2. "Smart" infusion pumps, which account for the vast majority of pumps in use today, incorporate a dose error reduction system to help prevent such programming errors. However, even these pumps can be misprogrammed in a way that leads to patient harm.
3. Manually programming an infusion into a smart pump requires the nurse to do the following:
a) Select the appropriate clinical category (e.g., ICU).
b) Select the drug and concentration. For most drug libraries, this is a two-step process: selecting the drug, and then picking from the available concentrations for that drug. Some drug libraries present all available drug concentrations in a single list for each clinical category.
c) Enter the patient's weight (only for drugs that are dosed based on weight).
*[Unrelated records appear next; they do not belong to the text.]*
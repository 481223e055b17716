//! Post-processing of assembled documents.

use std::io::{self, Write};
use std::path::{Path, PathBuf};
use std::process::{Command, Stdio};
use std::thread;

use log::debug;
use xmltool_xml::Document;

use crate::{Error, Result};

/// Transforms an assembled document with a stylesheet.
pub trait PostProcessor: Send + Sync {
    /// Apply `stylesheet` to `document`.
    fn transform(&self, document: &Document, stylesheet: &Path) -> Result<Document>;
}

impl<F> PostProcessor for F
where
    F: Fn(&Document, &Path) -> Result<Document> + Send + Sync,
{
    fn transform(&self, document: &Document, stylesheet: &Path) -> Result<Document> {
        self(document, stylesheet)
    }
}

/// XSLT 1.0 post-processor backed by the `xsltproc` command.
///
/// The document is written to the child's stdin and the transformed result
/// is parsed back from its stdout.
#[derive(Debug, Clone)]
pub struct XsltProcessor {
    program: PathBuf,
}

impl Default for XsltProcessor {
    fn default() -> Self {
        Self::new("xsltproc")
    }
}

impl XsltProcessor {
    /// Use a specific `xsltproc`-compatible executable.
    pub fn new(program: impl Into<PathBuf>) -> Self {
        Self {
            program: program.into(),
        }
    }

    /// Path of the executable.
    pub fn program(&self) -> &Path {
        &self.program
    }
}

impl PostProcessor for XsltProcessor {
    fn transform(&self, document: &Document, stylesheet: &Path) -> Result<Document> {
        if !stylesheet.is_file() {
            return Err(Error::PostProcess(format!(
                "stylesheet not found: {}",
                stylesheet.display()
            )));
        }

        let input = document.to_xml_string(false)?;
        debug!(
            "Running {} {} on {} bytes",
            self.program.display(),
            stylesheet.display(),
            input.len()
        );

        let mut child = Command::new(&self.program)
            .arg(stylesheet)
            .arg("-")
            .stdin(Stdio::piped())
            .stdout(Stdio::piped())
            .stderr(Stdio::piped())
            .spawn()
            .map_err(|e| Error::PostProcess(format!("failed to start {}: {}", self.program.display(), e)))?;

        // Feed stdin from a second thread while stdout and stderr are drained,
        // so a child that writes before it has read everything cannot block us
        let stdin = child.stdin.take();
        let (written, output) = thread::scope(|scope| {
            let writer = scope.spawn(|| match stdin {
                // Dropping stdin closes the pipe so the child sees end of input
                Some(mut stdin) => stdin.write_all(input.as_bytes()),
                None => Ok(()),
            });
            let output = child.wait_with_output();
            let written = writer
                .join()
                .unwrap_or_else(|_| Err(io::Error::other("stdin writer panicked")));
            (written, output)
        });

        let output = output.map_err(|e| {
            Error::PostProcess(format!("failed to wait for {}: {}", self.program.display(), e))
        })?;
        if !output.status.success() {
            let stderr = String::from_utf8_lossy(&output.stderr);
            return Err(Error::PostProcess(format!(
                "{} exited with {}: {}",
                self.program.display(),
                output.status,
                stderr.trim()
            )));
        }
        written.map_err(|e| Error::PostProcess(format!("failed to write document: {}", e)))?;

        Document::parse_bytes(&output.stdout)
            .map_err(|e| Error::PostProcess(format!("transformation result is not a document: {}", e)))
    }
}
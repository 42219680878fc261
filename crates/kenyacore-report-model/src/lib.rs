//! Declarative report definition model
//!
//! This crate provides:
//! - Report parameters and parameter mappings (`Mapped<T>`)
//! - Per-subject data definitions and display converters
//! - Cohort, dataset and report definitions
//! - Report descriptors
//! - The metadata provider capability and a registry implementation
//!
//! Nothing in this crate evaluates a definition; it only describes one.

pub mod cohort;
pub mod converter;
pub mod data;
pub mod dataset;
pub mod descriptor;
pub mod mapped;
pub mod metadata;
pub mod parameter;
pub mod provider;
pub mod registry;
pub mod report;

pub use cohort::*;
pub use converter::*;
pub use data::*;
pub use dataset::*;
pub use descriptor::*;
pub use mapped::*;
pub use metadata::*;
pub use parameter::*;
pub use provider::*;
pub use registry::*;
pub use report::*;
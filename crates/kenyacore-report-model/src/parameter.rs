//! Report parameters

use chrono::{NaiveDate, NaiveDateTime};
use serde::{Deserialize, Serialize};
use std::fmt;

/// Value type a parameter accepts
#[derive(Debug, Clone, Copy, PartialEq, Eq, Hash, Serialize, Deserialize)]
#[serde(rename_all = "camelCase")]
pub enum ParameterType {
    Date,
    DateTime,
    Integer,
    Decimal,
    Text,
    Boolean,
    /// A location, referenced by uuid
    Location,
    /// A concept, referenced by uuid
    Concept,
}

impl fmt::Display for ParameterType {
    fn fmt(&self, f: &mut fmt::Formatter<'_>) -> fmt::Result {
        let name = match self {
            ParameterType::Date => "Date",
            ParameterType::DateTime => "DateTime",
            ParameterType::Integer => "Integer",
            ParameterType::Decimal => "Decimal",
            ParameterType::Text => "Text",
            ParameterType::Boolean => "Boolean",
            ParameterType::Location => "Location",
            ParameterType::Concept => "Concept",
        };
        f.write_str(name)
    }
}

/// A concrete parameter value, used for defaults and literal mappings
#[derive(Debug, Clone, PartialEq, Serialize, Deserialize)]
#[serde(tag = "type", content = "value", rename_all = "camelCase")]
pub enum ParameterValue {
    Date(NaiveDate),
    DateTime(NaiveDateTime),
    Integer(i64),
    Decimal(f64),
    Text(String),
    Boolean(bool),
    /// Reference to a metadata object by uuid
    Reference(String),
}

impl ParameterValue {
    /// Whether this value can be supplied to a parameter of the given type
    pub fn is_compatible_with(&self, kind: ParameterType) -> bool {
        matches!(
            (self, kind),
            (ParameterValue::Date(_), ParameterType::Date)
                | (ParameterValue::DateTime(_), ParameterType::DateTime)
                | (ParameterValue::Date(_), ParameterType::DateTime)
                | (ParameterValue::Integer(_), ParameterType::Integer)
                | (ParameterValue::Integer(_), ParameterType::Decimal)
                | (ParameterValue::Decimal(_), ParameterType::Decimal)
                | (ParameterValue::Text(_), ParameterType::Text)
                | (ParameterValue::Boolean(_), ParameterType::Boolean)
                | (ParameterValue::Reference(_), ParameterType::Location)
                | (ParameterValue::Reference(_), ParameterType::Concept)
        )
    }
}

impl fmt::Display for ParameterValue {
    fn fmt(&self, f: &mut fmt::Formatter<'_>) -> fmt::Result {
        match self {
            ParameterValue::Date(d) => write!(f, "{}", d.format("%Y-%m-%d")),
            ParameterValue::DateTime(dt) => write!(f, "{}", dt.format("%Y-%m-%dT%H:%M:%S")),
            ParameterValue::Integer(i) => write!(f, "{}", i),
            ParameterValue::Decimal(d) => write!(f, "{}", d),
            ParameterValue::Text(s) => f.write_str(s),
            ParameterValue::Boolean(b) => write!(f, "{}", b),
            ParameterValue::Reference(uuid) => f.write_str(uuid),
        }
    }
}

/// A named, typed input slot of a report or nested definition
///
/// Parameters are identified by name. Order matters to callers (it drives
/// prompt order) so collections of parameters are always kept as `Vec`.
#[derive(Debug, Clone, PartialEq, Serialize, Deserialize)]
#[serde(rename_all = "camelCase")]
pub struct Parameter {
    pub name: String,
    /// Display label shown when prompting for a value
    pub label: String,
    #[serde(rename = "type")]
    pub kind: ParameterType,
    #[serde(default, skip_serializing_if = "Option::is_none")]
    pub default_value: Option<ParameterValue>,
    /// Whether the parameter accepts a collection of values
    #[serde(default)]
    pub allow_multiple: bool,
}

impl Parameter {
    pub fn new(name: impl Into<String>, label: impl Into<String>, kind: ParameterType) -> Self {
        Self {
            name: name.into(),
            label: label.into(),
            kind,
            default_value: None,
            allow_multiple: false,
        }
    }

    /// Set the default value
    pub fn with_default(mut self, value: ParameterValue) -> Self {
        self.default_value = Some(value);
        self
    }

    /// Accept a collection of values
    pub fn multiple(mut self) -> Self {
        self.allow_multiple = true;
        self
    }

    /// The expression binding a nested parameter to this one, e.g. `${startDate}`
    pub fn expression(&self) -> String {
        format!("${{{}}}", self.name)
    }
}

/// Anything that declares parameters and can therefore be mapped into a parent
pub trait Parameterizable {
    fn name(&self) -> &str;

    fn parameters(&self) -> &[Parameter];

    fn parameter(&self, name: &str) -> Option<&Parameter> {
        self.parameters().iter().find(|p| p.name == name)
    }
}
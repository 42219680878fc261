//! Row-per-subject dataset definitions

use crate::cohort::CohortDefinition;
use crate::converter::DataConverter;
use crate::data::DataDefinition;
use crate::mapped::Mapped;
use crate::parameter::{Parameter, Parameterizable};
use serde::{Deserialize, Serialize};

/// One output column: a label, a mapped per-subject lookup, and display converters
#[derive(Debug, Clone, PartialEq, Serialize, Deserialize)]
#[serde(rename_all = "camelCase")]
pub struct ColumnDefinition {
    pub label: String,
    pub definition: Mapped<DataDefinition>,
    #[serde(default)]
    pub converters: Vec<DataConverter>,
}

/// Rows come from the row filters, columns from per-subject lookups
#[derive(Debug, Clone, PartialEq, Serialize, Deserialize)]
#[serde(rename_all = "camelCase")]
pub struct DataSetDefinition {
    pub name: String,
    #[serde(default, skip_serializing_if = "Option::is_none")]
    pub description: Option<String>,
    #[serde(default)]
    pub parameters: Vec<Parameter>,
    #[serde(default)]
    pub row_filters: Vec<Mapped<CohortDefinition>>,
    #[serde(default)]
    pub columns: Vec<ColumnDefinition>,
}

impl DataSetDefinition {
    pub fn new(name: impl Into<String>) -> Self {
        Self {
            name: name.into(),
            description: None,
            parameters: Vec::new(),
            row_filters: Vec::new(),
            columns: Vec::new(),
        }
    }

    /// Append parameters, keeping their order
    pub fn add_parameters(&mut self, parameters: &[Parameter]) {
        self.parameters.extend_from_slice(parameters);
    }

    pub fn add_row_filter(&mut self, cohort: Mapped<CohortDefinition>) {
        self.row_filters.push(cohort);
    }

    /// Append an unmapped column
    pub fn add_column(
        &mut self,
        label: impl Into<String>,
        definition: DataDefinition,
        converters: Vec<DataConverter>,
    ) {
        self.add_column_with_mappings(label, Mapped::unmapped(definition), converters);
    }

    /// Append a column whose lookup binds parameters of this dataset
    pub fn add_column_with_mappings(
        &mut self,
        label: impl Into<String>,
        definition: Mapped<DataDefinition>,
        converters: Vec<DataConverter>,
    ) {
        self.columns.push(ColumnDefinition {
            label: label.into(),
            definition,
            converters,
        });
    }

    pub fn column(&self, label: &str) -> Option<&ColumnDefinition> {
        self.columns.iter().find(|c| c.label == label)
    }

    pub fn column_labels(&self) -> Vec<&str> {
        self.columns.iter().map(|c| c.label.as_str()).collect()
    }
}

impl Parameterizable for DataSetDefinition {
    fn name(&self) -> &str {
        &self.name
    }

    fn parameters(&self) -> &[Parameter] {
        &self.parameters
    }
}
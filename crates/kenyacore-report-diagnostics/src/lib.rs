//! Report assembly diagnostics and error handling
//!
//! This crate provides the error handling infrastructure shared by the report
//! model and builder crates, including error codes and diagnostic reporting.

mod error;
mod error_code;

pub use error::*;
pub use error_code::*;

/// Result type for report assembly operations
pub type Result<T> = std::result::Result<T, ReportError>;
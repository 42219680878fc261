//! Metadata provider trait used during report assembly

use crate::metadata::{PatientIdentifierType, PersonAttributeType};

/// Read-only lookup of metadata by uuid
///
/// Implementations must support concurrent reads: independent assemblies may
/// share one provider across threads.
pub trait MetadataProvider: Send + Sync {
    /// Get a person attribute type by uuid
    fn person_attribute_type(&self, uuid: &str) -> Option<PersonAttributeType>;

    /// Get a patient identifier type by uuid
    fn patient_identifier_type(&self, uuid: &str) -> Option<PatientIdentifierType>;
}

impl<P: MetadataProvider + ?Sized> MetadataProvider for std::sync::Arc<P> {
    fn person_attribute_type(&self, uuid: &str) -> Option<PersonAttributeType> {
        (**self).person_attribute_type(uuid)
    }

    fn patient_identifier_type(&self, uuid: &str) -> Option<PatientIdentifierType> {
        (**self).patient_identifier_type(uuid)
    }
}

/// Metadata registry error
#[derive(Debug, Clone, thiserror::Error)]
pub enum MetadataError {
    #[error("Parse error: {0}")]
    Parse(String),

    #[error("IO error: {0}")]
    Io(String),

    #[error("Unsupported metadata format: {0}")]
    UnsupportedFormat(String),
}

impl From<MetadataError> for kenyacore_report_diagnostics::ReportError {
    fn from(err: MetadataError) -> Self {
        use kenyacore_report_diagnostics::{KRP0301, KRP0401, ReportError};

        match err {
            MetadataError::Parse(message) => ReportError::metadata(message),
            MetadataError::UnsupportedFormat(message) => ReportError::Metadata {
                code: KRP0301,
                message,
            },
            MetadataError::Io(message) => ReportError::System {
                code: KRP0401,
                message,
            },
        }
    }
}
d) Enter either the dose rate or the volumetric flow rate. When one of these is entered, the pump calculates the other from the concentration and displays that value on the programming screen in the appropriate location.
e) Enter either the VTBI or the duration of the infusion. When one of these is entered, the pump calculates the other from the volumetric flow rate and displays both values on the programming screen in the appropriate locations.
4. As noted above, it is possible to administer a dangerously incorrect amount of a drug even with a pump that incorporates dosing safeguards.
5. Clinicians have informed ECRI Institute that medication errors related to wrong-field entry during manual infusion pump programming occur relatively frequently. However, such errors are not typically reported and do not show up in the pump analytics reports that are generated periodically.
6. Following are two examples of wrong-field programming errors that were reported to ECRI Institute PSO, a federally designated patient safety organization (PSO). (Under federal law, healthcare organizations can voluntarily share their safety surveillance data with PSOs in a protected legal environment. PSOs analyze the aggregated data and share the findings and lessons learned.)
a) A patient was hypotensive and required 0.2 mcg/kg/min of norepinephrine after being administered propofol at what a resident thought was a dose rate of 30 mcg/kg/min. However, the pump was actually programmed to deliver at a
flow rate of 30 mL/hr, which corresponds to a dose rate of 87 mcg/kg/min. The fact that propofol was being infused at nearly three times the intended dose rate contributed to the hypotension.
b) A patient was transferred to the ICU from the emergency department (ED) on a ventilator. The ED nurse said the patient had propofol infusing "at 30." The intended rate was probably a dose rate of 30 mcg/kg/min, but when the pump was checked, propofol was infusing at a flow rate of 30 mL/hr. That flow rate equated to a dose rate of 68 mcg/kg/min, well above the highest dose the nurse is allowed to titrate propofol. Because the dose of propofol was so high, the patient's blood pressure dropped, and the patient was obtunded and difficult to arouse.